ARM Pioneer Sophie Wilson Also Thinks Moore’s Law is Coming to an End - jcbeard
https://www.nextplatform.com/2017/04/13/arm-pioneer-sophie-wilson-also-thinks-moores-law-coming-end/
======
Animats
Some limits were hit a decade ago. The Pentium 4 (2004) clocked at 3.8GHz max.
Most Intel processors today are slower than that. Intel's fastest offering is
a little over 4GHz.

The article says that 28nm will dominate for another decade, even though 14nm
fabs exist. Having to use extreme ultraviolet (really soft X-rays) for
lithography runs costs way up. EUV "light sources" are insanely complex,
involving heating falling droplets of metal to plasma levels with lasers. It's
amazing that works as a production technology. The equipment looks like
something from a high energy physics lab.

It's interesting that we hit the limit of photons before the limits of atoms
or electrons.

Another problem with all this downsizing is electromigration. Every once in a
while, an atom gets pulled out of position by the electric field across a gap.
Higher temperatures make it worse. Narrower wires make it more of a problem.
This is now a major reason ICs wear out in use.

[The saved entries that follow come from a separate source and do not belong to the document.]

// Copyright (c) 2025-2026 Adrian Robinson. Licensed under the AGPL-3.0.
// See LICENSE file in the project root for full license text.

use async_trait::async_trait;
use dashmap::DashMap;
use super::traits::{KeyValueStore, StorageError};

/// Non-durable backend for tests and throwaway sessions.
pub struct MemoryStore {
    data: DashMap<String, String>,
}

impl MemoryStore {
    #[must_use]
    pub fn new() -> Self {
        Self {
            data: DashMap::new(),
        }
    }

    /// Get current key count
    #[must_use]
    pub fn len(&self) -> usize {
        self.data.len()
    }

    /// Check if empty
    #[must_use]
    pub fn is_empty(&self) -> bool {
        self.data.is_empty()
    }

    /// Raw value for a key, bypassing the async trait.
    #[must_use]
    pub fn raw(&self, key: &str) -> Option<String> {
        self.data.get(key).map(|r| r.value().clone())
    }
}

impl Default for MemoryStore {
    fn default() -> Self {
        Self::new()
    }
}

#[async_trait]
impl KeyValueStore for MemoryStore {
    async fn get(&self, key: &str) -> Result<Option<String>, StorageError> {
        Ok(self.data.get(key).map(|r| r.value().clone()))
    }

    async fn put(&self, key: &str, value: &str) -> Result<(), StorageError> {
        self.data.insert(key.to_string(), value.to_string());
        Ok(())
    }

    async fn delete(&self, key: &str) -> Result<(), StorageError> {
        self.data.remove(key);
        Ok(())
    }
}
// Copyright (c) 2025-2026 Adrian Robinson. Licensed under the AGPL-3.0.
// See LICENSE file in the project root for full license text.

//! Remote mission store contract.
//!
//! The backend owns mission records; this crate only needs one idempotent
//! upsert keyed by mission id. Delivery is at-least-once, so applying the
//! same update twice must leave the record as if it was applied once.

use async_trait::async_trait;
use chrono::{DateTime, SecondsFormat, Utc};
use dashmap::DashMap;
use serde::Serialize;
use serde_json::Value;
use thiserror::Error;

use crate::evaluator::Grade;
use crate::queue::PendingMissionResult;

#[derive(Error, Debug, Clone, PartialEq, Eq)]
pub enum RemoteError {
    #[error("Network error: {0}")]
    Network(String),
    #[error("Remote rejected update: {0}")]
    Rejected(String),
    #[error("Remote unavailable: {0}")]
    Unavailable(String),
}

/// Body of a completion update.
#[derive(Debug, Clone, PartialEq, Serialize)]
pub struct CompletionPayload {
    /// Always `"completed"`
    pub status: &'static str,
    pub completed_questions: u32,
    pub correct_answers: u32,
    pub time_spent: u32,
    pub stars_earned: u8,
    /// RFC 3339, UTC
    pub completed_at: String,
    pub question_attempts: Option<Value>,
}

impl CompletionPayload {
    pub const STATUS_COMPLETED: &'static str = "completed";

    /// Build the payload for a queued entry and its grade.
    ///
    /// `completed_at` is the original completion time, not the sync time.
    #[must_use]
    pub fn from_entry(entry: &PendingMissionResult, grade: &Grade) -> Self {
        Self {
            status: Self::STATUS_COMPLETED,
            completed_questions: entry.results.total_questions,
            correct_answers: entry.results.correct_answers,
            time_spent: entry.results.time_spent_seconds,
            stars_earned: grade.stars,
            completed_at: format_timestamp(entry.created_at),
            question_attempts: entry.results.question_attempts.clone(),
        }
    }
}

fn format_timestamp(ts: DateTime<Utc>) -> String {
    ts.to_rfc3339_opts(SecondsFormat::Millis, true)
}

#[async_trait]
pub trait RemoteMissionStore: Send + Sync {
    /// Upsert the completion for `mission_id`. Must be idempotent.
    async fn update_completion(
        &self,
        mission_id: &str,
        payload: &CompletionPayload,
    ) -> Result<(), RemoteError>;
}

/// Reference store keeping the last payload per mission.
pub struct InMemoryMissionStore {
    records: DashMap<String, CompletionPayload>,
}

impl InMemoryMissionStore {
    #[must_use]
    pub fn new() -> Self {
        Self {
            records: DashMap::new(),
        }
    }

    #[must_use]
    pub fn get(&self, mission_id: &str) -> Option<CompletionPayload> {
        self.records.get(mission_id).map(|r| r.value().clone())
    }

    #[must_use]
    pub fn len(&self) -> usize {
        self.records.len()
    }

    #[must_use]
    pub fn is_empty(&self) -> bool {
        self.records.is_empty()
    }
}

impl Default for InMemoryMissionStore {
    fn default() -> Self {
        Self::new()
    }
}

#[async_trait]
impl RemoteMissionStore for InMemoryMissionStore {
    async fn update_completion(
        &self,
        mission_id: &str,
        payload: &CompletionPayload,
    ) -> Result<(), RemoteError> {
        self.records.insert(mission_id.to_string(), payload.clone());
        Ok(())
    }
}

#[cfg(test)]
mod tests {
    use super::*;
    use crate::evaluator::evaluate;
    use crate::queue::MissionResults;
    use serde_json::json;

    fn entry() -> PendingMissionResult {
        let created = DateTime::parse_from_rfc3339("2026-05-04T08:15:30.250Z")
            .unwrap()
            .with_timezone(&Utc);
        PendingMissionResult::completed_at(
            "mission-9",
            MissionResults {
                correct_answers: 9,
                total_questions: 10,
                time_spent_seconds: 200,
                question_attempts: Some(json!([{"q": 1}])),
            },
            created,
        )
    }

    #[test]
    fn test_payload_from_entry() {
        let entry = entry();
        let grade = evaluate(9, 10, 200);
        let payload = CompletionPayload::from_entry(&entry, &grade);

        assert_eq!(payload.status, "completed");
        assert_eq!(payload.completed_questions, 10);
        assert_eq!(payload.correct_answers, 9);
        assert_eq!(payload.time_spent, 200);
        assert_eq!(payload.stars_earned, 3);
        assert_eq!(payload.completed_at, "2026-05-04T08:15:30.250Z");
        assert_eq!(payload.question_attempts, Some(json!([{"q": 1}])));
    }

    #[test]
    fn test_payload_json_field_names() {
        let entry = entry();
        let payload = CompletionPayload::from_entry(&entry, &evaluate(9, 10, 200));
        let value = serde_json::to_value(&payload).unwrap();

        for field in [
            "status",
            "completed_questions",
            "correct_answers",
            "time_spent",
            "stars_earned",
            "completed_at",
            "question_attempts",
        ] {
            assert!(value.get(field).is_some(), "missing {}", field);
        }
    }

    #[tokio::test]
    async fn test_in_memory_store_is_idempotent() {
        let store = InMemoryMissionStore::new();
        let entry = entry();
        let payload = CompletionPayload::from_entry(&entry, &evaluate(9, 10, 200));

        store.update_completion("mission-9", &payload).await.unwrap();
        store.update_completion("mission-9", &payload).await.unwrap();

        assert_eq!(store.len(), 1);
        assert_eq!(store.get("mission-9"), Some(payload));
    }
}
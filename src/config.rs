// Copyright (c) 2025-2026 Adrian Robinson. Licensed under the AGPL-3.0.
// See LICENSE file in the project root for full license text.

//! Configuration for the mission sync engine.
//!
//! # Example
//!
//! ```
//! use mission_sync::SyncConfig;
//!
//! // Minimal config (uses defaults)
//! let config = SyncConfig::default();
//! assert_eq!(config.expiry_hours, 24);
//! assert_eq!(config.periodic_interval_secs, 30);
//!
//! // Persist to a file and pace the backend harder
//! let config = SyncConfig {
//!     db_path: Some("./mission_sync.db".into()),
//!     inter_item_delay_ms: 800,
//!     ..Default::default()
//! };
//! ```

use serde::Deserialize;
use std::time::Duration;

/// Configuration for the sync engine.
///
/// All fields have defaults. Without `db_path` the queue is kept in memory
/// only and does not survive a restart.
#[derive(Debug, Clone, Deserialize)]
pub struct SyncConfig {
    /// SQLite file for the pending queue
    #[serde(default)]
    pub db_path: Option<String>,

    /// Key the queue is stored under
    #[serde(default = "default_queue_key")]
    pub queue_key: String,

    /// Queued results older than this are dropped unsynced
    #[serde(default = "default_expiry_hours")]
    pub expiry_hours: u32,

    /// Reconciliation tick while online (0 = disabled)
    #[serde(default = "default_periodic_interval_secs")]
    pub periodic_interval_secs: u64,

    /// Pause between remote updates within one drain
    #[serde(default = "default_inter_item_delay_ms")]
    pub inter_item_delay_ms: u64,

    /// How long `recently_recovered` stays set after reconnecting
    #[serde(default = "default_recovery_window_secs")]
    pub recovery_window_secs: u64,
}

fn default_queue_key() -> String { crate::queue::DEFAULT_QUEUE_KEY.to_string() }
fn default_expiry_hours() -> u32 { 24 }
fn default_periodic_interval_secs() -> u64 { 30 }
fn default_inter_item_delay_ms() -> u64 { 500 }
fn default_recovery_window_secs() -> u64 { 5 }

impl Default for SyncConfig {
    fn default() -> Self {
        Self {
            db_path: None,
            queue_key: default_queue_key(),
            expiry_hours: default_expiry_hours(),
            periodic_interval_secs: default_periodic_interval_secs(),
            inter_item_delay_ms: default_inter_item_delay_ms(),
            recovery_window_secs: default_recovery_window_secs(),
        }
    }
}

impl SyncConfig {
    #[must_use]
    pub fn expiry(&self) -> chrono::Duration {
        chrono::Duration::hours(i64::from(self.expiry_hours))
    }

    /// `None` when periodic reconciliation is disabled.
    #[must_use]
    pub fn periodic_interval(&self) -> Option<Duration> {
        (self.periodic_interval_secs > 0).then(|| Duration::from_secs(self.periodic_interval_secs))
    }

    #[must_use]
    pub fn inter_item_delay(&self) -> Duration {
        Duration::from_millis(self.inter_item_delay_ms)
    }

    #[must_use]
    pub fn recovery_window(&self) -> Duration {
        Duration::from_secs(self.recovery_window_secs)
    }
}
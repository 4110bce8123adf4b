// Copyright (c) 2025-2026 Adrian Robinson. Licensed under the AGPL-3.0.
// See LICENSE file in the project root for full license text.

//! Durable key/value backends for the pending queue.

pub mod traits;
pub mod memory;
pub mod sqlite;

pub use memory::MemoryStore;
pub use sqlite::SqliteStore;
pub use traits::{KeyValueStore, StorageError};
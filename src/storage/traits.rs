// Copyright (c) 2025-2026 Adrian Robinson. Licensed under the AGPL-3.0.
// See LICENSE file in the project root for full license text.

use async_trait::async_trait;
use thiserror::Error;

#[derive(Error, Debug)]
pub enum StorageError {
    #[error("Storage backend error: {0}")]
    Backend(String),
    #[error("Failed to encode pending queue: {0}")]
    Encode(#[from] serde_json::Error),
}

/// Durable string key/value storage.
///
/// The pending queue lives under a single well-known key, so backends only
/// need whole-value reads and writes. `put` must not return `Ok` until the
/// value is durable; the queue relies on that to keep memory and disk in step.
#[async_trait]
pub trait KeyValueStore: Send + Sync {
    async fn get(&self, key: &str) -> Result<Option<String>, StorageError>;
    async fn put(&self, key: &str, value: &str) -> Result<(), StorageError>;
    async fn delete(&self, key: &str) -> Result<(), StorageError>;
}
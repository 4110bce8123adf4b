// Copyright (c) 2025-2026 Adrian Robinson. Licensed under the AGPL-3.0.
// See LICENSE file in the project root for full license text.

//! Coordinator lifecycle: start, run loop, shutdown.
//!
//! The run loop owns every drain trigger:
//! - a catch-up drain at startup when online with a non-empty queue
//! - the offline to online transition published by the monitor
//! - the periodic reconciliation tick (online and non-empty only)
//! - manual requests through [`CoordinatorHandle::request_sync`]
//!
//! A drain runs inline in the loop. Shutdown during a drain lets the entry
//! in flight finish (remote call and local removal), cuts any inter-item
//! pause short, and leaves the rest queued for the next start.

use std::sync::Arc;

use tokio::sync::{mpsc, oneshot};
use tokio::task::JoinHandle;
use tokio::time::{interval_at, Instant, Interval, MissedTickBehavior};
use tracing::{debug, info, warn};

use super::SyncCoordinator;

impl SyncCoordinator {
    /// Spawn the run loop on the current tokio runtime.
    ///
    /// Dropping the returned handle stops the loop as well; keep it for the
    /// lifetime of the session.
    pub fn start(self: &Arc<Self>) -> CoordinatorHandle {
        let (trigger_tx, trigger_rx) = mpsc::channel(1);
        let (shutdown_tx, shutdown_rx) = oneshot::channel();

        let coordinator = Arc::clone(self);
        let task = tokio::spawn(async move {
            coordinator.run(trigger_rx, shutdown_rx).await;
        });

        CoordinatorHandle {
            trigger_tx,
            shutdown_tx: Some(shutdown_tx),
            task,
            coordinator: Arc::clone(self),
        }
    }

    #[tracing::instrument(skip_all)]
    async fn run(self: Arc<Self>, mut trigger_rx: mpsc::Receiver<()>, mut shutdown_rx: oneshot::Receiver<()>) {
        let mut network_rx = self.monitor.subscribe();
        let mut was_online = network_rx.borrow_and_update().is_online;
        let mut ticker = self.config.periodic_interval().map(|period| {
            let mut ticker = interval_at(Instant::now() + period, period);
            ticker.set_missed_tick_behavior(MissedTickBehavior::Delay);
            ticker
        });

        info!(
            online = was_online,
            periodic_secs = self.config.periodic_interval_secs,
            "Sync coordinator running"
        );

        'run: {
            if was_online
                && !self.queue.is_empty().await
                && self.drain_until_shutdown("startup", &mut shutdown_rx).await
            {
                break 'run;
            }

            loop {
                let reason = tokio::select! {
                    biased;

                    _ = &mut shutdown_rx => break 'run,

                    Some(()) = trigger_rx.recv() => "manual",

                    changed = network_rx.changed() => {
                        if changed.is_err() {
                            warn!("Network monitor dropped, stopping");
                            break 'run;
                        }
                        let online = network_rx.borrow_and_update().is_online;
                        let reconnected = online && !was_online;
                        was_online = online;
                        if !reconnected {
                            continue;
                        }
                        "reconnected"
                    }

                    _ = next_tick(&mut ticker) => {
                        if !self.monitor.is_online() || self.queue.is_empty().await {
                            continue;
                        }
                        "periodic"
                    }
                };

                if self.drain_until_shutdown(reason, &mut shutdown_rx).await {
                    break 'run;
                }
            }
        }

        self.monitor.shutdown();
        info!("Sync coordinator stopped");
    }

    /// Run one drain, stopping it between entries if shutdown arrives.
    /// Returns `true` on shutdown.
    async fn drain_until_shutdown(&self, reason: &'static str, shutdown_rx: &mut oneshot::Receiver<()>) -> bool {
        if !matches!(shutdown_rx.try_recv(), Err(oneshot::error::TryRecvError::Empty)) {
            return true;
        }

        debug!(reason, "Drain triggered");
        let drain = self.sync_now();
        tokio::pin!(drain);

        tokio::select! {
            outcome = &mut drain => {
                debug!(reason, ?outcome, "Drain returned");
                false
            }
            _ = shutdown_rx => {
                info!(reason, "Shutdown during drain, finishing the result in flight");
                self.stopping.send_replace(true);
                let outcome = drain.await;
                self.stopping.send_replace(false);
                debug!(reason, ?outcome, "Drain stopped for shutdown");
                true
            }
        }
    }
}

async fn next_tick(ticker: &mut Option<Interval>) {
    match ticker {
        Some(ticker) => {
            ticker.tick().await;
        }
        None => std::future::pending().await,
    }
}

/// Handle to a running coordinator loop.
pub struct CoordinatorHandle {
    trigger_tx: mpsc::Sender<()>,
    shutdown_tx: Option<oneshot::Sender<()>>,
    task: JoinHandle<()>,
    coordinator: Arc<SyncCoordinator>,
}

impl CoordinatorHandle {
    /// Ask the loop for a drain.
    ///
    /// Returns `false` when a request is already pending (the two coalesce)
    /// or the loop has stopped.
    pub fn request_sync(&self) -> bool {
        self.trigger_tx.try_send(()).is_ok()
    }

    pub fn coordinator(&self) -> &Arc<SyncCoordinator> {
        &self.coordinator
    }

    #[must_use]
    pub fn is_running(&self) -> bool {
        !self.task.is_finished()
    }

    /// Stop the loop and wait for it to exit.
    pub async fn shutdown(mut self) {
        if let Some(tx) = self.shutdown_tx.take() {
            let _ = tx.send(());
        }
        if let Err(e) = self.task.await {
            warn!(error = %e, "Sync coordinator task ended abnormally");
        }
    }
}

Getting rid of the heat is another problem. High performance CPUs are already
cooling-limited. This is also why 3D IC schemes aren't too useful for active
components like CPUs. Getting heat out of the middle of the stack is hard.
Memory can be stacked, if it's not used too hard.

There's no problem making lots of CPUs on a chip, if the application can use
them. Things look better server-side; you can use vast numbers of CPUs in a
server farm, but it's hard to see what 20 or 100 CPUs would do for a laptop.

Drastically different architectures may help on specialized problems. GPUs
have turned out to be more generally useful than expected. There will probably
be "deep learning" ICs; that's a problem where the basic operation is simple
and there's massive parallelism.

For ordinary CPU power per CPU, we're close to done.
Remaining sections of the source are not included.